Note that the ordering of siblings in a heap is not specified by the heap property, so the two children of a parent can be freely interchanged (as long as this does not violate the shape property, compare with treap).
Contents |
[edit] Heap operations
[edit] Adding to the heap
If we have a heap, and we add an element, we can perform an operation known as up-heap, bubble-up, percolate-up, or sift-up in order to restore the heap property. We can do this in O(log n) time, using a binary heap, by following this algorithm:
- Add the element on the bottom level of the heap.
- Compare the added element with its parent; if they are in the correct order, stop.
- If not, swap the element with its parent and return to the previous step.
We do this at maximum for each level in the tree — the height of the tree, which is O(log n). However, since approximately 50% of the elements are leaves and 75% are in the bottom two levels, it is likely that the new element to be inserted will only move a few levels upwards to maintain the heap. Thus, binary heaps support insertion in average constant time, O(1).
Say we have a max-heap
and we want to add the number 15 to the heap. We first place the 15 in the position marked by the X. However the heap property is violated since 15 is greater than 8, so we need to swap the 15 and the 8. So, we have the heap looking as follows after the first swap:
However the heap property is still violated since 15 is greater than 11, so we need to swap again:
which is a valid max-heap.
[edit] Deleting the root from the heap
The procedure for deleting the root from the heap — effectively extracting the maximum element in a max-heap or the minimum element in a min-heap — is similar to up-heap. To do this we remove the root then replace it with the last element on the last level. So, if we have the same max-heap as before, we remove the 11 and replace it with the 4.

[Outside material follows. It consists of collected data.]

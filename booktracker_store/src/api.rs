use std::fmt;

use chrono::{DateTime, Utc};
use paperclip::actix::Apiv2Schema;
use paperclip::v2::models::{DataType, DefaultSchemaRaw};
use serde::{Deserialize, Serialize};

pub type BookId = i32;

#[derive(Debug, Default, Clone, Serialize, Deserialize, Eq, PartialEq, Hash)]
#[serde(from = "String", into = "String")]
/// Read-state of a book. Unrecognized values are kept as they were sent.
pub enum BookStatus {
    #[default]
    ToRead,
    Read,
    Other(String),
}

impl BookStatus {
    pub fn as_str(&self) -> &str {
        match self {
            BookStatus::ToRead => "ToRead",
            BookStatus::Read => "Read",
            BookStatus::Other(value) => value,
        }
    }

    pub fn is_read(&self) -> bool {
        matches!(self, BookStatus::Read)
    }
}

impl From<String> for BookStatus {
    fn from(value: String) -> Self {
        match value.as_str() {
            "ToRead" => BookStatus::ToRead,
            "Read" => BookStatus::Read,
            _ => BookStatus::Other(value),
        }
    }
}

impl From<&str> for BookStatus {
    fn from(value: &str) -> Self {
        BookStatus::from(value.to_string())
    }
}

impl From<BookStatus> for String {
    fn from(status: BookStatus) -> Self {
        match status {
            BookStatus::Other(value) => value,
            known => known.as_str().to_string(),
        }
    }
}

impl fmt::Display for BookStatus {
    fn fmt(&self, f: &mut fmt::Formatter<'_>) -> fmt::Result {
        f.write_str(self.as_str())
    }
}

impl paperclip::v2::schema::Apiv2Schema for BookStatus {
    fn raw_schema() -> DefaultSchemaRaw {
        DefaultSchemaRaw {
            data_type: Some(DataType::String),
            ..Default::default()
        }
    }
}

#[derive(Debug, Clone, Serialize, Deserialize, Eq, PartialEq, Apiv2Schema)]
#[serde(rename_all = "camelCase")]
/// A tracked book as stored by the service
pub struct Book {
    pub id: BookId,
    pub title: String,
    pub author: String,
    pub cover_image_url: Option<String>,
    pub category: String,
    pub status: BookStatus,
    pub created_at: DateTime<Utc>,
}

#[derive(Debug, Default, Clone, Serialize, Deserialize, Eq, PartialEq, Apiv2Schema)]
#[serde(rename_all = "camelCase")]
/// Body of a create request. Id and creation time are always assigned by the service.
pub struct NewBook {
    pub title: String,
    pub author: String,
    #[serde(default, skip_serializing_if = "Option::is_none")]
    pub cover_image_url: Option<String>,
    pub category: String,
    #[serde(default, skip_serializing_if = "Option::is_none")]
    pub status: Option<BookStatus>,
}

#[derive(thiserror::Error, Debug, Clone, Copy, Eq, PartialEq)]
pub enum BookValidationError {
    #[error("Field {0} must not be empty")]
    MissingField(&'static str),
}

impl NewBook {
    /// Checks that every required field carries some non-whitespace text
    pub fn validate(&self) -> Result<(), BookValidationError> {
        [
            ("title", &self.title),
            ("author", &self.author),
            ("category", &self.category),
        ]
        .into_iter()
        .find(|(_, value)| value.trim().is_empty())
        .map_or(Ok(()), |(field, _)| {
            Err(BookValidationError::MissingField(field))
        })
    }
}

#[derive(Debug, Clone, Serialize, Deserialize, Eq, PartialEq, Apiv2Schema)]
/// Body of a status update request
pub struct StatusUpdate {
    pub status: BookStatus,
}
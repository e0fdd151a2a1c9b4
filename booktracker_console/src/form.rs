use booktracker_store::api::{BookStatus, NewBook};

pub const ALREADY_READ_CHOICE: &str = "already_read_choice";

#[derive(thiserror::Error, Debug, Clone, Copy, Eq, PartialEq)]
pub enum FormError {
    #[error("Title, author and category are required.")]
    MissingRequiredField,

    #[error("Select a status.")]
    MissingStatus,
}

/// Status radio group of the add-book form
#[derive(Debug, Clone, Copy, Eq, PartialEq)]
pub enum StatusChoice {
    AlreadyRead,
    WantToRead,
}

impl StatusChoice {
    pub fn from_radio_value(value: &str) -> Self {
        if value == ALREADY_READ_CHOICE {
            StatusChoice::AlreadyRead
        } else {
            StatusChoice::WantToRead
        }
    }

    pub fn status(&self) -> BookStatus {
        match self {
            StatusChoice::AlreadyRead => BookStatus::Read,
            StatusChoice::WantToRead => BookStatus::ToRead,
        }
    }
}

/// Raw inputs of the add-book form
#[derive(Debug, Default, Clone, Eq, PartialEq)]
pub struct BookForm {
    pub title: String,
    pub author: String,
    pub cover_image: String,
    pub category: String,
    pub status_choice: Option<StatusChoice>,
}

impl BookForm {
    pub fn into_new_book(self) -> Result<NewBook, FormError> {
        let title = self.title.trim();
        let author = self.author.trim();
        let category = self.category.trim();
        if title.is_empty() || author.is_empty() || category.is_empty() {
            return Err(FormError::MissingRequiredField);
        }
        let status_choice = self.status_choice.ok_or(FormError::MissingStatus)?;
        let cover_image = self.cover_image.trim();

        Ok(NewBook {
            title: title.to_string(),
            author: author.to_string(),
            cover_image_url: (!cover_image.is_empty()).then(|| cover_image.to_string()),
            category: category.to_string(),
            status: Some(status_choice.status()),
        })
    }
}
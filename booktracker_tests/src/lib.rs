//! Tests against a running booktracker_store, e.g. started with
//! `BOOKTRACKER__DATABASE__USE_IN_MEMORY=true cargo run -p booktracker_store --features server`


/// Base url of the store under test, `BOOKTRACKER_URL` overrides the local default
#[cfg(any(feature = "system_tests", feature = "load_tests"))]
fn store_url() -> String {
    std::env::var("BOOKTRACKER_URL").unwrap_or_else(|_| "http://127.0.0.1:8080".to_string())
}
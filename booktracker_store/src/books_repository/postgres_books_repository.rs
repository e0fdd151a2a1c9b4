use anyhow::Context;
use tokio_postgres::{Client, NoTls, Row, Statement};

use crate::api::{Book, BookId, BookStatus, NewBook};
use crate::books_repository::{BookRepository, BookRepositoryError};
use crate::migrations::run_migrations;

const BOOK_COLUMNS: &str = "id, title, author, cover_image_url, category, status, created_at";

pub struct PostgresBooksRepository {
    client: Client,
}

pub struct PostgresBooksRepositoryConfig {
    pub connection_string: String,
}

impl PostgresBooksRepository {
    pub async fn init(config: PostgresBooksRepositoryConfig) -> anyhow::Result<Self> {
        let (mut client, connection) =
            tokio_postgres::connect(&config.connection_string, NoTls)
                .await
                .context("Failed to start postgres")?;

        tokio::spawn(async move {
            if let Err(e) = connection.await {
                tracing::error!("Postgres connection error: {}", e);
            }
        });

        let applied = run_migrations(&mut client)
            .await
            .context("Failed to migrate schema")?;
        tracing::info!(?applied, "Postgres books repository ready");

        Ok(Self { client })
    }
}

fn book_from_row(row: &Row) -> Result<Book, tokio_postgres::Error> {
    let status: String = row.try_get("status")?;
    Ok(Book {
        id: row.try_get("id")?,
        title: row.try_get("title")?,
        author: row.try_get("author")?,
        cover_image_url: row.try_get("cover_image_url")?,
        category: row.try_get("category")?,
        status: BookStatus::from(status),
        created_at: row.try_get("created_at")?,
    })
}

#[async_trait::async_trait]
impl BookRepository for PostgresBooksRepository {
    async fn add_book(&self, new_book: NewBook) -> Result<Book, BookRepositoryError> {
        let stmt: Statement = self
            .client
            .prepare(&format!(
                "INSERT INTO books (title, author, cover_image_url, category, status) \
                 VALUES ($1, $2, $3, $4, $5) RETURNING {BOOK_COLUMNS}"
            ))
            .await?;

        let status: String = new_book.status.unwrap_or_default().into();
        let rows = self
            .client
            .query(
                &stmt,
                &[
                    &new_book.title,
                    &new_book.author,
                    &new_book.cover_image_url,
                    &new_book.category,
                    &status,
                ],
            )
            .await?;

        let row = rows
            .first()
            .ok_or_else(|| BookRepositoryError::Other("Book not returned".to_string()))?;
        Ok(book_from_row(row)?)
    }

    async fn list_books(&self) -> Result<Vec<Book>, BookRepositoryError> {
        let stmt: Statement = self
            .client
            .prepare(&format!(
                "SELECT {BOOK_COLUMNS} FROM books ORDER BY created_at DESC, id DESC"
            ))
            .await?;

        let rows = self.client.query(&stmt, &[]).await?;

        rows.iter()
            .map(|row| book_from_row(row).map_err(BookRepositoryError::from))
            .collect()
    }

    async fn get_book(&self, book_id: BookId) -> Result<Book, BookRepositoryError> {
        let stmt: Statement = self
            .client
            .prepare(&format!("SELECT {BOOK_COLUMNS} FROM books WHERE id = ($1)"))
            .await?;

        let rows = self.client.query(&stmt, &[&book_id]).await?;

        let row = rows
            .first()
            .ok_or(BookRepositoryError::NotFound(book_id))?;
        Ok(book_from_row(row)?)
    }

    async fn delete_book(&self, book_id: BookId) -> Result<(), BookRepositoryError> {
        let stmt: Statement = self
            .client
            .prepare("DELETE FROM books WHERE id = ($1)")
            .await?;

        match self.client.execute(&stmt, &[&book_id]).await? {
            0 => Err(BookRepositoryError::NotFound(book_id)),
            _ => Ok(()),
        }
    }

    async fn update_status(
        &self,
        book_id: BookId,
        status: BookStatus,
    ) -> Result<Book, BookRepositoryError> {
        let stmt: Statement = self
            .client
            .prepare(&format!(
                "UPDATE books SET status = ($1) WHERE id = ($2) RETURNING {BOOK_COLUMNS}"
            ))
            .await?;

        let status: String = status.into();
        let rows = self.client.query(&stmt, &[&status, &book_id]).await?;

        let row = rows
            .first()
            .ok_or(BookRepositoryError::NotFound(book_id))?;
        Ok(book_from_row(row)?)
    }
}
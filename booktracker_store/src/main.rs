use std::sync::Arc;

use actix_web::{App, HttpServer};
use anyhow::Context;
use paperclip::actix::{web, OpenApiExt};
use tracing_actix_web::TracingLogger;

use booktracker_store::app_config::{config_app, cors};
use booktracker_store::books_repository::{
    BookRepository, InMemoryBookRepository, PostgresBooksRepository,
    PostgresBooksRepositoryConfig,
};
use booktracker_store::settings::Settings;
use booktracker_store::telemetry::{init_telemetry, shutdown_telemetry};

#[actix_web::main]
async fn main() -> anyhow::Result<()> {
    let settings = Settings::load()?;
    init_telemetry(&settings.telemetry)?;

    let books_repository: Arc<dyn BookRepository> = if settings.database.use_in_memory {
        tracing::warn!("Using in-memory books repository, books are lost on restart");
        Arc::new(InMemoryBookRepository::default())
    } else {
        Arc::new(
            PostgresBooksRepository::init(PostgresBooksRepositoryConfig {
                connection_string: settings.database.url.clone(),
            })
            .await
            .context("Failed to init postgres")?,
        )
    };

    tracing::info!(
        "Starting HTTP server at http://{}:{}",
        settings.server.host,
        settings.server.port
    );

    HttpServer::new(move || {
        App::new()
            .wrap_api()
            .app_data(web::Data::new(books_repository.clone()))
            .wrap(cors())
            .wrap(TracingLogger::default())
            .configure(config_app)
            .with_json_spec_at("/apispec/v2")
            .build()
    })
    .bind((settings.server.host.clone(), settings.server.port))?
    .run()
    .await?;

    shutdown_telemetry(&settings.telemetry);
    Ok(())
}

Now the heap property is violated since 8 is greater than 4. If we swap these two elements, we have restored the heap property (Note: 4 is swapped with its larger child, if this were a min-heap it would have been swapped with its smaller child) and we need not swap elements further:
[edit] Heap implementation
It is perfectly possible to use a traditional binary tree data structure to implement a binary heap. There is an issue with finding the adjacent element on the last level on the binary heap when adding an element which can be resolved algorithmically or by adding extra data to the nodes, called "threading" the tree — that is, instead of merely storing references to the children, we store the inorder successor of the node as well.
However, a more common approach, and an approach aligned with the theory behind heaps, is to store the heap in an array. Any binary tree can be stored in an array, but because a heap is always an almost complete binary tree, it can be stored compactly. No space is required for pointers; instead, for each index i, element a[i] is the parent of two children a[2i+1] and a[2i+2], as shown in the figure. (Note that with an implementation starting at 0 for the root, the parent of a[i] is a[floor((i−1)/2)]. ) This is a simple example of an implicit data structure.
This approach is particularly useful in the heapsort algorithm, where it allows the space in the input array to be reused to store the heap.
The upheap/downheap operations can be stated then in terms of an array as follows: suppose that the heap property holds for the indices b, b+1, ..., e. The sift-down function extends the heap property to b-1, b, b+1, ..., e. Only index i = b-1 can violate the heap property. Let j be the index of the largest child of a[i] (for a max-heap, or the smallest child for a min-heap) within the range b, ..., e. (If no such index exists because 2i > e then the heap property holds for the newly extended range and nothing needs to be done.) By swapping the values a[i] and a[j] the heap property for position i is established. At this point, the only problem is that the heap property might not hold for index j. The sift-down function is applied tail-recursively to index j until the heap property is established for all elements.
The sift-down function is fast. In each step it only needs two comparisons and one swap. The index value where it is working doubles in each iteration, so that at most log2 e steps are required.
The merge operation in a binary heap takes Θ(n) for equal-sized heaps. When merging is a common task, a different heap implementation is recommended, such as a binomial heap.